In addition, the Registrants are making each person (including any broker-dealer) participating in the Exchange Offers aware, through the Exchange Offers prospectus or otherwise, that any broker-dealer who holds Original Notes acquired for its own account as a result of market-making activities or other trading activities may participate in the Exchange Offers so long as the broker-dealer has not entered into any arrangement or understanding with the Registrants or an affiliate of the Registrants to distribute the Exchange Notes.
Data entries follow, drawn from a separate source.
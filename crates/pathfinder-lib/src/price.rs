//! Fixed-point fuel prices.

use std::fmt;
use std::str::FromStr;

use rust_decimal::{Decimal, RoundingStrategy};
use serde::{Deserialize, Serialize};

use crate::error::{Error, Result};

/// Number of fractional digits carried by every [`Price`].
pub const PRICE_SCALE: u32 = 3;

/// Largest representable price: six digits, three of them fractional.
pub const MAX_PRICE: Decimal = Decimal::from_parts(999_999, 0, 0, false, PRICE_SCALE);

/// Unit fuel price in currency per gallon, quantized to three decimal places.
#[derive(Debug, Clone, Copy, PartialEq, Eq, PartialOrd, Ord, Hash, Serialize, Deserialize)]
#[serde(try_from = "String", into = "String")]
pub struct Price(Decimal);

impl Price {
    /// Baseline used for virtual route endpoints when no station is nearby.
    pub fn fallback() -> Self {
        Self(Decimal::new(3500, PRICE_SCALE))
    }

    /// Quantize `value` to three places (round half to even), rejecting
    /// negatives and anything above [`MAX_PRICE`].
    pub fn new(value: Decimal) -> Result<Self> {
        if value.is_sign_negative() && !value.is_zero() {
            return Err(Error::InvalidPrice {
                input: value.to_string(),
                message: "price must not be negative".to_string(),
            });
        }
        let mut quantized =
            value.round_dp_with_strategy(PRICE_SCALE, RoundingStrategy::MidpointNearestEven);
        if quantized > MAX_PRICE {
            return Err(Error::InvalidPrice {
                input: value.to_string(),
                message: format!("price must not exceed {MAX_PRICE}"),
            });
        }
        quantized.rescale(PRICE_SCALE);
        Ok(Self(quantized.abs()))
    }

    pub fn as_decimal(&self) -> Decimal {
        self.0
    }
}

impl FromStr for Price {
    type Err = Error;

    fn from_str(s: &str) -> Result<Self> {
        let value = Decimal::from_str(s.trim()).map_err(|err| Error::InvalidPrice {
            input: s.to_string(),
            message: err.to_string(),
        })?;
        Price::new(value).map_err(|err| match err {
            Error::InvalidPrice { message, .. } => Error::InvalidPrice {
                input: s.to_string(),
                message,
            },
            other => other,
        })
    }
}

impl fmt::Display for Price {
    fn fmt(&self, f: &mut fmt::Formatter<'_>) -> fmt::Result {
        write!(f, "{}", self.0)
    }
}

impl TryFrom<String> for Price {
    type Error = Error;

    fn try_from(value: String) -> Result<Self> {
        value.parse()
    }
}

impl From<Price> for String {
    fn from(price: Price) -> Self {
        price.to_string()
    }
}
In addition, the Registrants are making each person (including any broker-dealer) participating in the Exchange Offers aware, through the Exchange Offers prospectus or otherwise, that any broker-dealer who holds Original Notes acquired for its own account as a result of market-making activities or other trading activities, and who receives Exchange Notes in exchange for such Original Notes pursuant to the Exchange Offers, may be deemed to be an underwriter within the meaning of the Securities Act and must deliver a prospectus meeting the requirements of the Securities Act, which prospectus delivery requirement may be satisfied with the Exchange Offers prospectus because it contains a plan of distribution with respect to such resale transactions (such plan of distribution need not name the broker-dealer or disclose the amount of Exchange Notes held by the broker-dealer) in connection with any resale of such Exchange Notes.
Further, the Registrants will include in the transmittal letter relating to the Exchange Offers a provision to the effect that by accepting the Exchange Offers, the exchange offeree represents to the Registrants that it is not engaged in, and does not intend to engage in, a distribution of the Exchange Notes, and that if the exchange offeree is a broker-dealer holding Original Notes acquired for its own account as a result of market-making activities or other trading activities, such exchange offeree will acknowledge that it will deliver a prospectus meeting the requirements of the Securities Act in connection with any resale of Exchange Notes received in respect of such Original Notes pursuant to the Exchange Offers.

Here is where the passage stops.